- Opening Delimiter -

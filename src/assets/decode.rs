use std::path::Path;

use anyhow::Context;

use crate::foundation::core::Rgba8Premul;
use crate::foundation::error::CanvasResult;
use crate::render::frame::VideoFrame;

/// Decode an encoded image (PNG) into a premultiplied frame stamped with `pts`.
pub fn decode_frame(bytes: &[u8], pts: f64) -> CanvasResult<VideoFrame> {
    let dyn_img = image::load_from_memory(bytes).context("decode image from memory")?;
    let rgba = dyn_img.to_rgba8();
    let (width, height) = rgba.dimensions();

    let mut data = rgba.into_raw();
    premultiply_rgba8_in_place(&mut data);
    VideoFrame::from_data(width, height, pts, data)
}

/// Read and decode the image file at `path`.
pub fn load_frame_png(path: &Path, pts: f64) -> CanvasResult<VideoFrame> {
    let bytes =
        std::fs::read(path).with_context(|| format!("read image '{}'", path.display()))?;
    let frame = decode_frame(&bytes, pts)?;
    tracing::debug!(
        path = %path.display(),
        width = frame.width,
        height = frame.height,
        "loaded frame"
    );
    Ok(frame)
}

fn premultiply_rgba8_in_place(rgba: &mut [u8]) {
    for px in rgba.chunks_exact_mut(4) {
        let p = Rgba8Premul::from_straight_rgba(px[0], px[1], px[2], px[3]);
        px.copy_from_slice(&p.to_array());
    }
}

- Closing Delimiter -

Task to complete: Print exactly, and only, the lines beginning at the top of the listing and ending at the line with "Read and decode".

Response to the task:
filename src/assets/decode.rs
use std::path::Path;

use anyhow::Context;

use crate::foundation::core::Rgba8Premul;
use crate::foundation::error::CanvasResult;
use crate::render::frame::VideoFrame;

/// Decode an encoded image (PNG) into a premultiplied frame stamped with `pts`.
pub fn decode_frame(bytes: &[u8], pts: f64) -> CanvasResult<VideoFrame> {
    let dyn_img = image::load_from_memory(bytes).context("decode image from memory")?;
    let rgba = dyn_img.to_rgba8();
    let (width, height) = rgba.dimensions();

    let mut data = rgba.into_raw();
    premultiply_rgba8_in_place(&mut data);
    VideoFrame::from_data(width, height, pts, data)
}

/// Read and decode the image file at `path`.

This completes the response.